A long-awaited film documentary by an Oscar-winning director is set to bring the story of the British government’s role in the infamous 1994 Loughinisland massacre to a world audience and re-open allegations of massive collusion between British security forces and Loyalist killers.
“No Stone Left Unturned” will have its world premiere on Saturday, September 30 at the New York Film Festival and will include a Q & A session with famed director Alex Gibney. Producer Trevor Birney is also expected to attend.
Efforts to have the film included in last year’s Tribeca Festival were ended due to legal reasons.
The Loughinisland massacre took place on June 18, 1994 in the small village of Loughinisland, County Down, Northern Ireland. Members of the Ulster Volunteer Force (UVF), a loyalist paramilitary group, burst into a pub with assault rifles and fired on the customers, killing six civilians and wounding five. The pub was targeted because it was frequented mainly by Catholics and was crowded with people watching the Republic of Ireland team playing in the 1994 FIFA World Cup.
The massacre occurred just as the IRA were deciding whether or not to call a ceasefire, a critical time in the Irish peace process. It was a clear attempt by elements within the British military to kill off the peace process.
Releasing his 2016 report of the massacre, Northern Ireland Police Ombudsman Dr. Michael Maguire said he had no hesitation in determining collusion between police and security services and loyalist paramilitaries happened at the highest levels.
The movie will tell the story in the context of the 1994 World Cup and Moira Casement, niece of victim Barney Greene, said the families hoped people would be brought to account.
“The ripples that the report caused and the media interest in that was good to see,” she said. “There wasn’t a paper you picked up that didn’t refer back to Loughinisland. It caused wider ripples."
Coatbridge supports the loughinisland families pic.twitter.com/ZFuPPv3CnW— Margaret Skinnider (@irishrose1916) July 10, 2017
Alex Gibney the director, is from New York. He won an Oscar in 2008 for a documentary called "Taxi to the Dark Side, "which was about the Bush administration’s use of torture in Iraq.
This title, "No Stone Left Unturned," comes from family member Claire Rogan’s comments about how the police assured the families there’d be no stone unturned in the investigation.
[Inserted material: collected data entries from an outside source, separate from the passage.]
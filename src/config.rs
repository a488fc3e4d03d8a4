// ABOUTME: TOML configuration file for migration runs
// ABOUTME: Supplies defaults for source, destination, export, verify, and organize settings

use crate::organize::FolderRule;
use anyhow::{bail, Context, Result};
use serde::Deserialize;
use std::path::{Path, PathBuf};

/// Environment variable consulted when no destination server is given
pub const TARGET_URL_ENV: &str = "MIGRATION_TARGET_URL";

/// Export directory used when neither CLI nor config names one
pub const DEFAULT_EXPORT_DIR: &str = "export";

/// Destination schema used when neither CLI nor config names one
pub const DEFAULT_SCHEMA: &str = "public";

/// Contents of `migration.toml`
///
/// ```toml
/// [source]
/// path = "data/shop.db"
///
/// [destination]
/// server = "postgresql://app@localhost:5432"
/// database = "shop"
/// schema = "public"
///
/// [export]
/// dir = "export"
/// tables = ["Customers", "Orders"]
///
/// [verify]
/// tables = ["Customers", "Orders"]
/// join_query = "SELECT COUNT(*) FROM \"Orders\" o JOIN \"Customers\" c ON o.\"CustomerId\" = c.\"Id\""
///
/// [[organize.rules]]
/// folder = "scripts"
/// extensions = ["ps1", "sh"]
/// ```
#[derive(Debug, Clone, Default, Deserialize)]
#[serde(default, deny_unknown_fields)]
pub struct MigrationConfig {
    pub source: SourceConfig,
    pub destination: DestinationConfig,
    pub export: ExportConfig,
    pub verify: VerifyConfig,
    pub organize: OrganizeConfig,
}

#[derive(Debug, Clone, Default, Deserialize)]
#[serde(default, deny_unknown_fields)]
pub struct SourceConfig {
    pub path: Option<PathBuf>,
}

#[derive(Debug, Clone, Default, Deserialize)]
#[serde(default, deny_unknown_fields)]
pub struct DestinationConfig {
    pub server: Option<String>,
    pub database: Option<String>,
    pub schema: Option<String>,
}

#[derive(Debug, Clone, Default, Deserialize)]
#[serde(default, deny_unknown_fields)]
pub struct ExportConfig {
    pub dir: Option<PathBuf>,
    pub tables: Vec<String>,
}

#[derive(Debug, Clone, Default, Deserialize)]
#[serde(default, deny_unknown_fields)]
pub struct VerifyConfig {
    pub tables: Vec<String>,
    pub join_query: Option<String>,
}

#[derive(Debug, Clone, Default, Deserialize)]
#[serde(default, deny_unknown_fields)]
pub struct OrganizeConfig {
    pub root: Option<PathBuf>,
    pub rules: Vec<FolderRule>,
}

/// Load a config file; `None` yields the empty default
pub fn load_config(path: Option<&Path>) -> Result<MigrationConfig> {
    let Some(path) = path else {
        return Ok(MigrationConfig::default());
    };

    let content = std::fs::read_to_string(path)
        .with_context(|| format!("Failed to read config file {}", path.display()))?;
    let config: MigrationConfig = toml::from_str(&content)
        .with_context(|| format!("Invalid config file {}", path.display()))?;

    tracing::debug!("Loaded configuration from {}", path.display());
    Ok(config)
}

impl MigrationConfig {
    /// Source path from the CLI, else the config file
    pub fn source_path(&self, cli: Option<PathBuf>) -> Result<PathBuf> {
        match cli.or_else(|| self.source.path.clone()) {
            Some(path) => Ok(path),
            None => bail!("No source database given. Pass --source or set [source].path"),
        }
    }

    pub fn export_dir(&self, cli: Option<PathBuf>) -> PathBuf {
        cli.or_else(|| self.export.dir.clone())
            .unwrap_or_else(|| PathBuf::from(DEFAULT_EXPORT_DIR))
    }

    pub fn schema(&self, cli: Option<String>) -> String {
        cli.or_else(|| self.destination.schema.clone())
            .unwrap_or_else(|| DEFAULT_SCHEMA.to_string())
    }

    /// Destination URL from server and database name
    ///
    /// The server comes from the CLI, the config file, or `MIGRATION_TARGET_URL`,
    /// in that order. Without a database name the server URL is used as is.
    pub fn destination_url(
        &self,
        server: Option<String>,
        database: Option<String>,
    ) -> Result<String> {
        let server = server
            .or_else(|| self.destination.server.clone())
            .or_else(|| std::env::var(TARGET_URL_ENV).ok());
        let Some(server) = server else {
            bail!(
                "No destination server given. Pass --target, set [destination].server, \
                 or export {}",
                TARGET_URL_ENV
            );
        };

        crate::utils::validate_connection_string(&server)?;

        match database.or_else(|| self.destination.database.clone()) {
            Some(database) => crate::postgres::target_url(&server, &database),
            None => Ok(server),
        }
    }

    /// CLI tables when given, otherwise the configured list
    pub fn export_tables(&self, cli: Vec<String>) -> Vec<String> {
        if cli.is_empty() {
            self.export.tables.clone()
        } else {
            cli
        }
    }

    pub fn verify_tables(&self, cli: Vec<String>) -> Vec<String> {
        if cli.is_empty() {
            self.verify.tables.clone()
        } else {
            cli
        }
    }

    pub fn join_query(&self, cli: Option<String>) -> Option<String> {
        cli.or_else(|| self.verify.join_query.clone())
    }
}

#[cfg(test)]
mod tests {
    use super::*;
    use tempfile::tempdir;

    const SAMPLE: &str = r#"
[source]
path = "data/shop.db"

[destination]
server = "postgresql://app@localhost:5432/postgres"
database = "shop"

[export]
tables = ["Customers"]

[verify]
join_query = "SELECT COUNT(*) FROM \"Orders\""

[[organize.rules]]
folder = "reports"
extensions = ["xlsx"]
"#;

    #[test]
    fn test_load_config_and_cli_overrides() {
        let dir = tempdir().unwrap();
        let path = dir.path().join("migration.toml");
        std::fs::write(&path, SAMPLE).unwrap();

        let config = load_config(Some(&path)).unwrap();

        assert_eq!(
            config.source_path(None).unwrap(),
            PathBuf::from("data/shop.db")
        );
        assert_eq!(
            config.source_path(Some(PathBuf::from("other.db"))).unwrap(),
            PathBuf::from("other.db")
        );
        assert_eq!(
            config.destination_url(None, None).unwrap(),
            "postgresql://app@localhost:5432/shop"
        );
        assert_eq!(
            config
                .destination_url(None, Some("staging".to_string()))
                .unwrap(),
            "postgresql://app@localhost:5432/staging"
        );
        assert_eq!(config.export_dir(None), PathBuf::from("export"));
        assert_eq!(config.schema(None), "public");
        assert_eq!(config.export_tables(vec![]), vec!["Customers"]);
        assert_eq!(
            config.export_tables(vec!["Orders".to_string()]),
            vec!["Orders"]
        );
        assert!(config.join_query(None).unwrap().contains("Orders"));
        assert_eq!(config.organize.rules[0].folder, "reports");
    }

    #[test]
    fn test_missing_config_file_fails() {
        let dir = tempdir().unwrap();
        let err = load_config(Some(&dir.path().join("absent.toml"))).unwrap_err();
        assert!(err.to_string().contains("Failed to read config file"));
    }

    #[test]
    fn test_unknown_keys_are_rejected() {
        let dir = tempdir().unwrap();
        let path = dir.path().join("migration.toml");
        std::fs::write(&path, "[source]\npth = \"typo.db\"\n").unwrap();

        assert!(load_config(Some(&path)).is_err());
    }

    #[test]
    fn test_source_is_required() {
        let config = MigrationConfig::default();
        let err = config.source_path(None).unwrap_err();
        assert!(err.to_string().contains("--source"));
    }
}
Claire Rogan’s husband Adrian was murdered watching the game.
The documentary looks at the issue of how the state’s policy of protecting intelligence and informers was prioritized over the families’ rights to natural justice and bringing killers to court.
“The Police Ombudsman’s report came out in June 2016 and it has confirmed the fact that there were informers in Loughinisland,” Rogan said.
“While the Ombudsman’s report gave us much more answers we feel there are still unanswered questions there and that’s that this documentary is about.”
Niall Murphy from KRW Law said the state’s involvement in the massacre made it a story that had to be told.
“We have a circumstance where the car is delivered to a murder gang by a registered informer, he said.
“Police are aware of this within an hour and within months the car is destroyed. The RUC kept destroying the evidence. They destroyed the car after ten months. They destroyed all interview notes of any suspect who was interviewed in the first two years.
“Gough Barracks was a convenient excuse. Asbestos became the state’s convenient shredding machine. Every interview note ever taken from a suspect was destroyed and we don’t have that any more.
“Police have lost the log book of the car (car's title) and we know now that they didn’t collect cigarette butts from the bar. They left a bullet in the bar that wasn’t discovered for almost two years.
“We also would learn from (Police Ombudsman) Al Hutchinson’s report that nine out of sixteen suspects didn’t have forensics taken properly – fingerprints, DNA, hair samples.
“The getaway car was found, three balaclavas were found, three boiler suits were found, three gloves were found – none of which were found by police. All were found by citizens and brought to the police’s attention. All that evidence would be destroyed.”
Emma Rogan, whose father Adrian was murdered that night, said for her the film will be a permanent memory to the victims and the injustice done.
“I personally feel that the film is a legacy,” she said.
“When I’m dead and gone it will be there for generations.
“My granda Rogan died. Willie O’Hare died – all the older generation are dying off, but this will be here for my children’s children to see what happened here and what was wrong.”
Irish American contributors to the documentary include William Flynn a key figure in the American role in the peace process whose family is from the area and IrishCentral Founder Niall O’Dowd.